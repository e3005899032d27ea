use serde::{Deserialize, Serialize};

use crate::models::Project;

/// Search box plus the two select filters of a project page
#[derive(Debug, Clone, Default, Deserialize, Serialize, PartialEq, Eq)]
pub struct ProjectFilter {
    pub q: Option<String>,
    pub difficulty: Option<String>,
    pub category: Option<String>,
}

impl ProjectFilter {
    pub fn search(q: &str) -> Self {
        Self {
            q: Some(q.to_string()),
            ..Self::default()
        }
    }

    pub fn with_difficulty(mut self, difficulty: &str) -> Self {
        self.difficulty = Some(difficulty.to_string());
        self
    }

    pub fn with_category(mut self, category: &str) -> Self {
        self.category = Some(category.to_string());
        self
    }

    /// Value shown in a select; absent means "all"
    pub fn difficulty_or_all(&self) -> &str {
        self.difficulty.as_deref().unwrap_or("all")
    }

    pub fn category_or_all(&self) -> &str {
        self.category.as_deref().unwrap_or("all")
    }

    pub fn matches(&self, project: &Project) -> bool {
        let needle = self
            .q
            .as_deref()
            .map(|q| q.trim().to_lowercase())
            .unwrap_or_default();

        let matches_search = needle.is_empty()
            || project.title.to_lowercase().contains(&needle)
            || project.description.to_lowercase().contains(&needle);

        let matches_difficulty = match self.difficulty_or_all() {
            "all" | "" => true,
            d => project.difficulty == d,
        };

        let matches_category = match self.category_or_all() {
            "all" | "" => true,
            c => project.category == Some(c),
        };

        matches_search && matches_difficulty && matches_category
    }
}

/// Linear scan in catalog order. No index; this runs on every keystroke.
pub fn filter_projects<'a>(projects: &'a [Project], filter: &ProjectFilter) -> Vec<&'a Project> {
    projects.iter().filter(|p| filter.matches(p)).collect()
}

/// Distinct categories in first-seen order
pub fn categories(projects: &[Project]) -> Vec<&'static str> {
    let mut out: Vec<&'static str> = Vec::new();
    for c in projects.iter().filter_map(|p| p.category) {
        if !out.contains(&c) {
            out.push(c);
        }
    }
    out
}

#[cfg(test)]
mod tests {
    use super::*;
    use crate::models::Difficulty;

    fn project(id: u32, title: &'static str, difficulty: Difficulty, category: Option<&'static str>) -> Project {
        Project {
            id,
            title,
            description: "A small sample project",
            difficulty,
            category,
            duration: None,
            features: &[],
            technologies: &[],
            concepts: &[],
            source_url: None,
            icon: "📦",
            complexity: None,
            download_codes: &[],
        }
    }

    fn sample() -> Vec<Project> {
        vec![
            project(1, "Stack Implementation", Difficulty::Intermediate, Some("stack")),
            project(2, "Binary Search Tree", Difficulty::Advanced, Some("tree")),
            project(3, "AVL Tree", Difficulty::Advanced, Some("tree")),
        ]
    }

    #[test]
    fn test_blank_filter_keeps_everything() {
        let projects = sample();
        assert_eq!(filter_projects(&projects, &ProjectFilter::default()).len(), 3);
        assert_eq!(filter_projects(&projects, &ProjectFilter::search("   ")).len(), 3);
    }

    #[test]
    fn test_search_is_case_insensitive() {
        let projects = sample();
        let found = filter_projects(&projects, &ProjectFilter::search("bINARY"));
        assert_eq!(found.len(), 1);
        assert_eq!(found[0].id, 2);
    }

    #[test]
    fn test_search_checks_description() {
        let projects = sample();
        assert_eq!(filter_projects(&projects, &ProjectFilter::search("sample")).len(), 3);
    }

    #[test]
    fn test_tag_filters_are_exact() {
        let projects = sample();
        let trees = ProjectFilter::default().with_category("tree");
        assert_eq!(filter_projects(&projects, &trees).len(), 2);

        let partial = ProjectFilter::default().with_category("tre");
        assert!(filter_projects(&projects, &partial).is_empty());

        let beginner = ProjectFilter::default().with_difficulty("beginner");
        assert!(filter_projects(&projects, &beginner).is_empty());
    }

    #[test]
    fn test_filters_combine() {
        let projects = sample();
        let filter = ProjectFilter::search("tree")
            .with_difficulty("advanced")
            .with_category("tree");
        assert_eq!(filter_projects(&projects, &filter).len(), 2);

        let filter = ProjectFilter::search("avl").with_category("stack");
        assert!(filter_projects(&projects, &filter).is_empty());
    }

    #[test]
    fn test_categories_are_distinct_in_order() {
        assert_eq!(categories(&sample()), vec!["stack", "tree"]);
    }
}
pub mod admin;
pub mod api;
pub mod auth;
pub mod downloads;
pub mod spa;

use actix_web::web;

/// Configure all routes EXCEPT static files and the client shell fallback.
pub fn configure(cfg: &mut web::ServiceConfig) {
    auth::configure(cfg);
    api::configure(cfg);
    downloads::configure(cfg);
    admin::configure(cfg);
}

Problem:
Retype the whole listing, matching it exactly.

Exercise response:
repository e3005899032d27ea
use serde::{Deserialize, Serialize};

use crate::models::Project;

/// Search box plus the two select filters of a project page
#[derive(Debug, Clone, Default, Deserialize, Serialize, PartialEq, Eq)]
pub struct ProjectFilter {
    pub q: Option<String>,
    pub difficulty: Option<String>,
    pub category: Option<String>,
}

impl ProjectFilter {
    pub fn search(q: &str) -> Self {
        Self {
            q: Some(q.to_string()),
            ..Self::default()
        }
    }

    pub fn with_difficulty(mut self, difficulty: &str) -> Self {
        self.difficulty = Some(difficulty.to_string());
        self
    }

    pub fn with_category(mut self, category: &str) -> Self {
        self.category = Some(category.to_string());
        self
    }

    /// Value shown in a select; absent means "all"
    pub fn difficulty_or_all(&self) -> &str {
        self.difficulty.as_deref().unwrap_or("all")
    }

    pub fn category_or_all(&self) -> &str {
        self.category.as_deref().unwrap_or("all")
    }

    pub fn matches(&self, project: &Project) -> bool {
        let needle = self
            .q
            .as_deref()
            .map(|q| q.trim().to_lowercase())
            .unwrap_or_default();

        let matches_search = needle.is_empty()
            || project.title.to_lowercase().contains(&needle)
            || project.description.to_lowercase().contains(&needle);

        let matches_difficulty = match self.difficulty_or_all() {
            "all" | "" => true,
            d => project.difficulty == d,
        };

        let matches_category = match self.category_or_all() {
            "all" | "" => true,
            c => project.category == Some(c),
        };

        matches_search && matches_difficulty && matches_category
    }
}

/// Linear scan in catalog order. No index; this runs on every keystroke.
pub fn filter_projects<'a>(projects: &'a [Project], filter: &ProjectFilter) -> Vec<&'a Project> {
    projects.iter().filter(|p| filter.matches(p)).collect()
}

/// Distinct categories in first-seen order
pub fn categories(projects: &[Project]) -> Vec<&'static str> {
    let mut out: Vec<&'static str> = Vec::new();
    for c in projects.iter().filter_map(|p| p.category) {
        if !out.contains(&c) {
            out.push(c);
        }
    }
    out
}

#[cfg(test)]
mod tests {
    use super::*;
    use crate::models::Difficulty;

    fn project(id: u32, title: &'static str, difficulty: Difficulty, category: Option<&'static str>) -> Project {
        Project {
            id,
            title,
            description: "A small sample project",
            difficulty,
            category,
            duration: None,
            features: &[],
            technologies: &[],
            concepts: &[],
            source_url: None,
            icon: "📦",
            complexity: None,
            download_codes: &[],
        }
    }

    fn sample() -> Vec<Project> {
        vec![
            project(1, "Stack Implementation", Difficulty::Intermediate, Some("stack")),
            project(2, "Binary Search Tree", Difficulty::Advanced, Some("tree")),
            project(3, "AVL Tree", Difficulty::Advanced, Some("tree")),
        ]
    }

    #[test]
    fn test_blank_filter_keeps_everything() {
        let projects = sample();
        assert_eq!(filter_projects(&projects, &ProjectFilter::default()).len(), 3);
        assert_eq!(filter_projects(&projects, &ProjectFilter::search("   ")).len(), 3);
    }

    #[test]
    fn test_search_is_case_insensitive() {
        let projects = sample();
        let found = filter_projects(&projects, &ProjectFilter::search("bINARY"));
        assert_eq!(found.len(), 1);
        assert_eq!(found[0].id, 2);
    }

    #[test]
    fn test_search_checks_description() {
        let projects = sample();
        assert_eq!(filter_projects(&projects, &ProjectFilter::search("sample")).len(), 3);
    }

    #[test]
    fn test_tag_filters_are_exact() {
        let projects = sample();
        let trees = ProjectFilter::default().with_category("tree");
        assert_eq!(filter_projects(&projects, &trees).len(), 2);

        let partial = ProjectFilter::default().with_category("tre");
        assert!(filter_projects(&projects, &partial).is_empty());

        let beginner = ProjectFilter::default().with_difficulty("beginner");
        assert!(filter_projects(&projects, &beginner).is_empty());
    }

    #[test]
    fn test_filters_combine() {
        let projects = sample();
        let filter = ProjectFilter::search("tree")
            .with_difficulty("advanced")
            .with_category("tree");
        assert_eq!(filter_projects(&projects, &filter).len(), 2);

        let filter = ProjectFilter::search("avl").with_category("stack");
        assert!(filter_projects(&projects, &filter).is_empty());
    }

    #[test]
    fn test_categories_are_distinct_in_order() {
        assert_eq!(categories(&sample()), vec!["stack", "tree"]);
    }
}
pub mod admin;
pub mod api;
pub mod auth;
pub mod downloads;
pub mod spa;

use actix_web::web;

/// Configure all routes EXCEPT static files and the client shell fallback.
pub fn configure(cfg: &mut web::ServiceConfig) {
    auth::configure(cfg);
    api::configure(cfg);
    downloads::configure(cfg);
    admin::configure(cfg);
}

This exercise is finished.